Michael Holve | |
---|---|
Born | Huntington, New York, U.S. | November 16, 1967
Nationality | American and German (EU) |
Occupation(s) | Author and photographer, programmer and Internet personality |
Years active | 1994-present |
Known for | Photography, one of earliest Linux Websites, Lifecasting |
Website | litpixel |
Michael Holve (born November 16, 1967, in Huntington, New York) is an American author, photographer, programmer and Linux practitioner.
At the dawn of the Personal Computer (PC) age, Holve was programming in BASIC at age 10, collaborated with his math teacher to write a ballistic simulation game at 12 and had his first job, teaching others to use a computer at 14 - primarily using Radio Shack/Tandy TRS-80 and Apple ][ computers. At age 15, he moved on to IBM PC (and compatible) computers, authoring a business contacts database and various utilities for playing Advanced Dungeons & Dragons. By age 17 he was programming and managing PDP/VAX minicomputers for a local business as his first full-time job, authoring an import/export license tracking software in VAX Business Basic. [1]
Holve started one of the earliest Linux websites in 1994 which came to feature one of the first "Quickcam pages" broadcasting a still image every few minutes automatically to a website, it was one of the first instances of what would later be called "lifecasting" - showing the world Holve's daily life. The Connectix Quickcam was new at the time, offering only a low resolution black and white image - and getting it to work with Linux was often a challenge. In an effort to ease adoption of this new technology, Holve wrote a HOW-TO on the subject and distributed shell scripts to handle the task in the public domain. [2] The feature was quite popular, attracting thousands of daily visitors from around the world.
The site went on to become popular, featuring articles in a HOW-TO format. One such article, "A Tutorial on Using Rsync" [3] featured on the Rsync homepage almost since its inception. Another article became the de facto reference on using Epson Stylus printers with Linux. [4] At its peak, "Everything Linux" logged up to 4,685 people and 1,838,184 hits a day.

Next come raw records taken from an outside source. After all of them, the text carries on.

// SPDX-License-Identifier: BUSL-1.1
// Copyright (c) 2026 Alfred Jean LLC

use super::*;
use afd_core::{DirFlags, HostId};
use afd_storage::InMemoryCounter;

fn target(dir_id: u32, source: &Path, interval_ms: u64) -> WatchTarget {
    WatchTarget {
        dir_id: DirId::new(dir_id),
        source_path: source.to_path_buf(),
        scan_interval_ms: interval_ms,
    }
}

#[test]
fn due_targets_filters_by_deadline_and_disabled_flags() {
    let source = tempfile::tempdir().unwrap();
    let watcher = DirectoryWatcher::new(vec![target(1, source.path(), 1_000)]);

    let mut due = DirectorySlot::new(DirId::new(1), "incoming");
    due.next_check_time = 50;
    let mut not_due = DirectorySlot::new(DirId::new(1), "incoming");
    not_due.next_check_time = 5_000;
    let mut disabled = DirectorySlot::new(DirId::new(1), "incoming");
    disabled.next_check_time = 0;
    disabled.flags.insert(DirFlags::DIR_DISABLED);

    assert_eq!(watcher.due_targets(std::iter::once(&due), 100).len(), 1);
    assert_eq!(watcher.due_targets(std::iter::once(&not_due), 100).len(), 0);
    assert_eq!(watcher.due_targets(std::iter::once(&disabled), 100).len(), 0);
}

#[test]
fn poll_with_no_files_only_reschedules() {
    let source = tempfile::tempdir().unwrap();
    let spool = tempfile::tempdir().unwrap();
    let watcher = DirectoryWatcher::new(vec![target(1, source.path(), 1_000)]);
    let counter = InMemoryCounter::new();
    let routes = RouteTable::new();

    let events = watcher
        .poll(
            &watcher.target(DirId::new(1)).unwrap().clone(),
            &routes,
            spool.path(),
            &counter,
            JobId::new(1),
            5,
            10_000,
        )
        .unwrap();

    assert_eq!(events.len(), 1);
    assert!(matches!(
        events[0],
        Event::DirNextScanScheduled {
            next_check_time_ms: 11_000,
            ..
        }
    ));
}

#[test]
fn poll_with_files_stages_and_enqueues_then_reschedules() {
    let source = tempfile::tempdir().unwrap();
    std::fs::write(source.path().join("a.txt"), b"hello").unwrap();
    std::fs::write(source.path().join("b.txt"), b"world!").unwrap();

    let spool = tempfile::tempdir().unwrap();
    let watcher = DirectoryWatcher::new(vec![target(7, source.path(), 2_000)]);
    let counter = InMemoryCounter::new();
    let routes = RouteTable::new();

    let events = watcher
        .poll(
            &watcher.target(DirId::new(7)).unwrap().clone(),
            &routes,
            spool.path(),
            &counter,
            JobId::new(42),
            5,
            10_000,
        )
        .unwrap();

    assert_eq!(events.len(), 2);
    let Event::JobEnqueued {
        message,
        staging_dir,
        ..
    } = &events[0]
    else {
        panic!("expected JobEnqueued as the first event");
    };
    assert_eq!(message.files_to_send, 2);
    assert_eq!(message.file_size, 11);
    assert_eq!(message.dir_no, DirId::new(7));

    let staged_dir = spool.path().join(staging_dir);
    assert!(staged_dir.join("a.txt").exists());
    assert!(staged_dir.join("b.txt").exists());
    assert!(!source.path().join("a.txt").exists());

    assert!(matches!(
        events[1],
        Event::DirNextScanScheduled {
            next_check_time_ms: 12_000,
            ..
        }
    ));
}

#[test]
fn poll_with_files_and_a_configured_route_establishes_the_host_backlog() {
    let source = tempfile::tempdir().unwrap();
    std::fs::write(source.path().join("a.txt"), b"hello").unwrap();

    let spool = tempfile::tempdir().unwrap();
    let watcher = DirectoryWatcher::new(vec![target(7, source.path(), 2_000)]);
    let counter = InMemoryCounter::new();
    let mut routes = RouteTable::new();
    let host_id = HostId::new(3);
    routes.insert(DirId::new(7), host_id);

    let events = watcher
        .poll(
            &watcher.target(DirId::new(7)).unwrap().clone(),
            &routes,
            spool.path(),
            &counter,
            JobId::new(42),
            5,
            10_000,
        )
        .unwrap();

    assert_eq!(events.len(), 3);
    assert!(matches!(events[0], Event::JobEnqueued { .. }));
    assert!(matches!(
        events[1],
        Event::HostCountersAdjusted {
            host_id: h,
            delta_files: 1,
            delta_bytes: 5,
        } if h == host_id
    ));
    assert!(matches!(events[2], Event::DirNextScanScheduled { .. }));
}

#[test]
fn list_new_files_ignores_subdirectories() {
    let source = tempfile::tempdir().unwrap();
    std::fs::write(source.path().join("f.txt"), b"x").unwrap();
    std::fs::create_dir(source.path().join("subdir")).unwrap();

    let files = DirectoryWatcher::list_new_files(&target(1, source.path(), 1_000)).unwrap();
    assert_eq!(files.len(), 1);
}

The site featured a forum, which allowed a community to form. It was casually called "Linux Coffee Talk" (or "LCT" to the regulars) and drew visitors from around the world, including America, Finland, Netherlands and Singapore. Some contributed articles to the site and friendships made during its time are still ongoing in 2024.
Early contributions to Linux include several HOW-TOs on subjects ranging from multimedia, printing, window managers and customization of the desktop, scanners and the PalmPilot PDA.
Other notable websites included "Everything Mac" and "Everything Unix" which catered to their specific communities, though neither enjoyed the success of the Linux and Solaris communities.
"Everything Solaris" [5] is one of the only remaining online Solaris community websites after Oracle's acquisition of Sun Microsystems.
Holve is linked to various Open Source projects - including Rsync, ProFTP, Apache, SANE, perltidy and Ghostprint for his work on documenting them. Many existing articles as well as new material was written and contributed regularly to the Sun Microsystems online portal, "BigAdmin."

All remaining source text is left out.